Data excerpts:
--- START ---

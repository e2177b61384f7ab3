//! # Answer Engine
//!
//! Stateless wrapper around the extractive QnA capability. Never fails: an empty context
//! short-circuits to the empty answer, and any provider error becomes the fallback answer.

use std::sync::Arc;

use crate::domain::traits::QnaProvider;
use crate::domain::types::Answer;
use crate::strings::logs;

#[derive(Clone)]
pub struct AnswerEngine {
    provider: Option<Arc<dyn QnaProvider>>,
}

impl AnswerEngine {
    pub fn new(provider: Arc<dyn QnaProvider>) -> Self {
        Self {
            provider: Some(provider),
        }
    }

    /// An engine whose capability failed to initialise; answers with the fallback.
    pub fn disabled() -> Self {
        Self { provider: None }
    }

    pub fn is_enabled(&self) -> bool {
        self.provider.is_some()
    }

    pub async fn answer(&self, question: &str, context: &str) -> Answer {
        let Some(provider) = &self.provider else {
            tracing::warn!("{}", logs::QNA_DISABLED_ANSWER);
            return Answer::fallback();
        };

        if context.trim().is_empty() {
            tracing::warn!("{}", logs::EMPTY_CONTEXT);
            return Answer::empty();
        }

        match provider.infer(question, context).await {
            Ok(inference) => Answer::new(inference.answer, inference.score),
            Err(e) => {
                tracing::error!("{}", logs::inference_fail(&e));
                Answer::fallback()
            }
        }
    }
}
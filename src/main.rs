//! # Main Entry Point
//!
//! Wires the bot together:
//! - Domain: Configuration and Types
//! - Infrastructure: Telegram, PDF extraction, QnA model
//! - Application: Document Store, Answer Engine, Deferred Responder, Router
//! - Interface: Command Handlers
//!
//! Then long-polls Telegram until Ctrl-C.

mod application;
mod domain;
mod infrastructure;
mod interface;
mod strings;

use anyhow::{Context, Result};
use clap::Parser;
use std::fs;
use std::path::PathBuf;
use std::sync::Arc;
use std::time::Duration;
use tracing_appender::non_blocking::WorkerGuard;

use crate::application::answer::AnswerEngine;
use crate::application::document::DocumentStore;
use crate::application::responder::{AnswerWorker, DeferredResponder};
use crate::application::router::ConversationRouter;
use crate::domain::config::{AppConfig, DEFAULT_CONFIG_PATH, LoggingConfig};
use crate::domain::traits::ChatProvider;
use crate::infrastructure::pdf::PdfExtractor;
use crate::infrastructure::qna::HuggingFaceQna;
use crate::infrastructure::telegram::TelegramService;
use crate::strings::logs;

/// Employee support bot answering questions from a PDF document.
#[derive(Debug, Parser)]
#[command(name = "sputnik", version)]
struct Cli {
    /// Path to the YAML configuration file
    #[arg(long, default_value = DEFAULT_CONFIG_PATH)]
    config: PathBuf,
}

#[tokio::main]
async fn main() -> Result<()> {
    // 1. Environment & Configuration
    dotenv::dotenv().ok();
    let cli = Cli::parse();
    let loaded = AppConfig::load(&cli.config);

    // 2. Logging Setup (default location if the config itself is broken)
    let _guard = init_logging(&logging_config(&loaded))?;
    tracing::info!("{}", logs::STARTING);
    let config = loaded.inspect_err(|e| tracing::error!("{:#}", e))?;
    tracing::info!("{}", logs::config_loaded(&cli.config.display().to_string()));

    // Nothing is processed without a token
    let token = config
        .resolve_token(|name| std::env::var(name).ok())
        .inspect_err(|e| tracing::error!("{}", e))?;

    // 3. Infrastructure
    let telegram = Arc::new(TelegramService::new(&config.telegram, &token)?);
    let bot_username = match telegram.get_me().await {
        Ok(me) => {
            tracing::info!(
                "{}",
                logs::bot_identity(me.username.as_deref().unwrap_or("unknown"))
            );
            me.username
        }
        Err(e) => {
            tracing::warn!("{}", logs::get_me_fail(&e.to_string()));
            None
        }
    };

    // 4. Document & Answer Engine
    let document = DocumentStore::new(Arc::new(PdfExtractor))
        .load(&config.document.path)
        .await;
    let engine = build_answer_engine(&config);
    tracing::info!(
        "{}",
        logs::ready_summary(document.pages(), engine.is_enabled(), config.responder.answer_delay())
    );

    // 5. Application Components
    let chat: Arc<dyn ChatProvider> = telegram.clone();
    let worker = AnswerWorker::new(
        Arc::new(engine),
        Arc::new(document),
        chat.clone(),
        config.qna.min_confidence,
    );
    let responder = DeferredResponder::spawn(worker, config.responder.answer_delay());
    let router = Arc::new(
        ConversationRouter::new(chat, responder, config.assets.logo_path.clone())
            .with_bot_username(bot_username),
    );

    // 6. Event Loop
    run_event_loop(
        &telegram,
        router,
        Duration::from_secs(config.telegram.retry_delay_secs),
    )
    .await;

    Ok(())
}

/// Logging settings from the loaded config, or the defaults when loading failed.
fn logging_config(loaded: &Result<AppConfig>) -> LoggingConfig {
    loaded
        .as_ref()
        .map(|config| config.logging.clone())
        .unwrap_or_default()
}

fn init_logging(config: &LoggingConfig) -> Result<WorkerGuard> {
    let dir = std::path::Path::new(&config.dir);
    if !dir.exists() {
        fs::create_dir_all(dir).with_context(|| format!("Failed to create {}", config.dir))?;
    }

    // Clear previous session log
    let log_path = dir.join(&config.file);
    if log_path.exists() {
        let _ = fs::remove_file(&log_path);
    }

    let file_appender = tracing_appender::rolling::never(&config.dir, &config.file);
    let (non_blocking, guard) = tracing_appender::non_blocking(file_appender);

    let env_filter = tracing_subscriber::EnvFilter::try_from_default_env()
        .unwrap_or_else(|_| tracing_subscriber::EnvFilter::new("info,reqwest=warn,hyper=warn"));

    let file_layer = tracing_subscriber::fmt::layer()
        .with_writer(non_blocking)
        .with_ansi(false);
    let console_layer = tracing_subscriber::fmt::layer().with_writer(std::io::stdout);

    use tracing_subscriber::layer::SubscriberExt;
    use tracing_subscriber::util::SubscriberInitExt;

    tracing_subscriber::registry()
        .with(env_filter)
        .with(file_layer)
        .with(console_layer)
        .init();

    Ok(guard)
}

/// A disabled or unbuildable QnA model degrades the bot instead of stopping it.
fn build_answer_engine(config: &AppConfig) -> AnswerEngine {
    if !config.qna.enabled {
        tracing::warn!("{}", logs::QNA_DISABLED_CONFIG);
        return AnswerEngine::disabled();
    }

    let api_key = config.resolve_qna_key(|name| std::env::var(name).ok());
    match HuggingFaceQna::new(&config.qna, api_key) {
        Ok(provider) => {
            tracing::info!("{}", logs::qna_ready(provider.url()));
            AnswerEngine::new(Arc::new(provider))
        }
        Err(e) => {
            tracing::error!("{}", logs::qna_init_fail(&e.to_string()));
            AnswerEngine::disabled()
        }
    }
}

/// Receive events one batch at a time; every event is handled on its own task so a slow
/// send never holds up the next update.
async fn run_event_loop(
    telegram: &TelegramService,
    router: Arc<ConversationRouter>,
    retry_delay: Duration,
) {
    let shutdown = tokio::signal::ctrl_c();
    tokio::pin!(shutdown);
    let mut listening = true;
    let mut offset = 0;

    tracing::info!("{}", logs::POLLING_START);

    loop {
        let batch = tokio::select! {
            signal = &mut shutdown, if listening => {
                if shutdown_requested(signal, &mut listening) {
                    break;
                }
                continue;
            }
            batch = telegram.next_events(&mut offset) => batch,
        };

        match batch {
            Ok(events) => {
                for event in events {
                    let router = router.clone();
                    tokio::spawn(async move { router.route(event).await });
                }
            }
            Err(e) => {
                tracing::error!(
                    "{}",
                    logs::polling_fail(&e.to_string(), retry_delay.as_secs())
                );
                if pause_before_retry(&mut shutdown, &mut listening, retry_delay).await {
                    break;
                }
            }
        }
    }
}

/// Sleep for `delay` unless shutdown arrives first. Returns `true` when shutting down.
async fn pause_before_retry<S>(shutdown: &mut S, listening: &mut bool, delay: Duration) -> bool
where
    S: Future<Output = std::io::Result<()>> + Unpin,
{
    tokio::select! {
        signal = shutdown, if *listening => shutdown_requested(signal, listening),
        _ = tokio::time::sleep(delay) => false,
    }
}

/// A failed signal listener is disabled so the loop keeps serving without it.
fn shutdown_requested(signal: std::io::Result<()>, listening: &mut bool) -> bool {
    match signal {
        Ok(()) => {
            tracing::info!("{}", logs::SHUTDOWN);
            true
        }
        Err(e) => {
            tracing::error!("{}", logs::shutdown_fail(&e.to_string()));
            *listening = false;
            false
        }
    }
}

--- END ---
--- START ---

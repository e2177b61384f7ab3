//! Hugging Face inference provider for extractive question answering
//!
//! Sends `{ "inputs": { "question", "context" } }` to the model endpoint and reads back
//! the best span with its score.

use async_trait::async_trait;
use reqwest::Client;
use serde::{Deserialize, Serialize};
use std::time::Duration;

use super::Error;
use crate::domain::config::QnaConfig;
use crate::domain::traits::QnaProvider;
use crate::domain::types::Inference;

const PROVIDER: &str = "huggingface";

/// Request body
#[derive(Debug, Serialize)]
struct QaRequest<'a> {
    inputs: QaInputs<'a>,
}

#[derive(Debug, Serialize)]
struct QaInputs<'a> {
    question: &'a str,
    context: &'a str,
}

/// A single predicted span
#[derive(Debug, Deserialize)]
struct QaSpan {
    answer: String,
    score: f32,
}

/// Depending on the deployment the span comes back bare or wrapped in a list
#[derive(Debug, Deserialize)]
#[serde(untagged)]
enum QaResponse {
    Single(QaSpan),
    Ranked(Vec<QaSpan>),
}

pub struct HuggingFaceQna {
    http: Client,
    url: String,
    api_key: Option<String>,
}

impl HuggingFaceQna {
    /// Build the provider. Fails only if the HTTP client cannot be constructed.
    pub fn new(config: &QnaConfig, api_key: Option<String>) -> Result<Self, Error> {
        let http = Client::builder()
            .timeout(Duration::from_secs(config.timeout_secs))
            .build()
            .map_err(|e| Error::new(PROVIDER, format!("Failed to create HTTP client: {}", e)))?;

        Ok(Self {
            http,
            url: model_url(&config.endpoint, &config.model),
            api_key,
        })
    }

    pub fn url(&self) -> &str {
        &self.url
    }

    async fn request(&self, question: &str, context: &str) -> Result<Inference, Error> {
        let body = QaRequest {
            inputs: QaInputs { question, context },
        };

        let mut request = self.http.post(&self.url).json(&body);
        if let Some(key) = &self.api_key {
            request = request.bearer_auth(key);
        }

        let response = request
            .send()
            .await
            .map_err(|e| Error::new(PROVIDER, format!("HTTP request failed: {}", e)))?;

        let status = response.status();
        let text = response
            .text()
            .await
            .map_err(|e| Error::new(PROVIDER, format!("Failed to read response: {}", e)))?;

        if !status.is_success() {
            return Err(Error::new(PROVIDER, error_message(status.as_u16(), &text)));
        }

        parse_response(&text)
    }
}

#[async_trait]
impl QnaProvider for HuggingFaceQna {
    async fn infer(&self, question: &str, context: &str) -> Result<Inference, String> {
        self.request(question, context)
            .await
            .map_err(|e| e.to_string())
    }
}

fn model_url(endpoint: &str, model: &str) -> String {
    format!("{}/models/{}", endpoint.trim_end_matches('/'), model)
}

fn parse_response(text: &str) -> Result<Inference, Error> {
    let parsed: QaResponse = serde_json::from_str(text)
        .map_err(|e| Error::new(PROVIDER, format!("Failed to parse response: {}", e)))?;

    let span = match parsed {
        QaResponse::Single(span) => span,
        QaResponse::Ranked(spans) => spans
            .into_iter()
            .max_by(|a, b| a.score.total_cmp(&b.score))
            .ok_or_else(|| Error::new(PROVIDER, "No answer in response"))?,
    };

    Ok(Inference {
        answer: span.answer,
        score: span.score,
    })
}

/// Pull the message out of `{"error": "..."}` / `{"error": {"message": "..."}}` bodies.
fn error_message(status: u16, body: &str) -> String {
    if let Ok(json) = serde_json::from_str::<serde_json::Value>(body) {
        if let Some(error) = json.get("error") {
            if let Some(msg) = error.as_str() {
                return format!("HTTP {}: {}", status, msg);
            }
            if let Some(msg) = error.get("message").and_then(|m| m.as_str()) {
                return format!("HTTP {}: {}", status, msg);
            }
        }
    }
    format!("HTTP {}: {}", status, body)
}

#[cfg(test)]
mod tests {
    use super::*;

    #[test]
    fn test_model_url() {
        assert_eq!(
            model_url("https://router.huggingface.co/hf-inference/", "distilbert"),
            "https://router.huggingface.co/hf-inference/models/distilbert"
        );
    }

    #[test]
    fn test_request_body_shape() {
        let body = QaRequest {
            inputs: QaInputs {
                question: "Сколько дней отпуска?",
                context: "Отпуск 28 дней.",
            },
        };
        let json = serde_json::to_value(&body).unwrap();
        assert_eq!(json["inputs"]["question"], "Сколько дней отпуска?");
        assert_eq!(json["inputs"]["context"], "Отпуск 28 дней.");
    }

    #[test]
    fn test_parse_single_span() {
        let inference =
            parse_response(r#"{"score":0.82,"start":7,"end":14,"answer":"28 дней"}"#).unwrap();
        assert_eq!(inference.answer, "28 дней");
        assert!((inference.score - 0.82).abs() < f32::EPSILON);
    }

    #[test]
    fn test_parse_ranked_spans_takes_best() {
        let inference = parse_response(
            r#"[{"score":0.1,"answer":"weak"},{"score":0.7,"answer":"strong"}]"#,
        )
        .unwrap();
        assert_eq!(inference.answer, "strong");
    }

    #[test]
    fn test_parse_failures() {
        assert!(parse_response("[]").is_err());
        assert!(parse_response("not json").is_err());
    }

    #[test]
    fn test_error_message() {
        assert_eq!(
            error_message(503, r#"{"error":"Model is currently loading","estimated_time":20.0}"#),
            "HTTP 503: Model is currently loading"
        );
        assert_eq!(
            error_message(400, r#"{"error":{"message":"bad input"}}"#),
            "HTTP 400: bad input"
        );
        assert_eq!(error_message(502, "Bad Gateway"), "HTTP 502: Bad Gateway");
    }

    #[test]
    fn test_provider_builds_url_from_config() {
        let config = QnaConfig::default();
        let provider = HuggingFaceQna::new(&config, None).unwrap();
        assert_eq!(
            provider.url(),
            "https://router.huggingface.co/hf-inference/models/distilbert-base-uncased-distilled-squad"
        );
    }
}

--- END ---

Problem requirements => Search the entries for the string "Result" and collect each line that has it.

Exercise answer =>
use anyhow::{Context, Result};
async fn main() -> Result<()> {
fn logging_config(loaded: &Result<AppConfig>) -> LoggingConfig {
fn init_logging(config: &LoggingConfig) -> Result<WorkerGuard> {
    S: Future<Output = std::io::Result<()>> + Unpin,
fn shutdown_requested(signal: std::io::Result<()>, listening: &mut bool) -> bool {
    pub fn new(config: &QnaConfig, api_key: Option<String>) -> Result<Self, Error> {
    async fn request(&self, question: &str, context: &str) -> Result<Inference, Error> {
    async fn infer(&self, question: &str, context: &str) -> Result<Inference, String> {
fn parse_response(text: &str) -> Result<Inference, Error> {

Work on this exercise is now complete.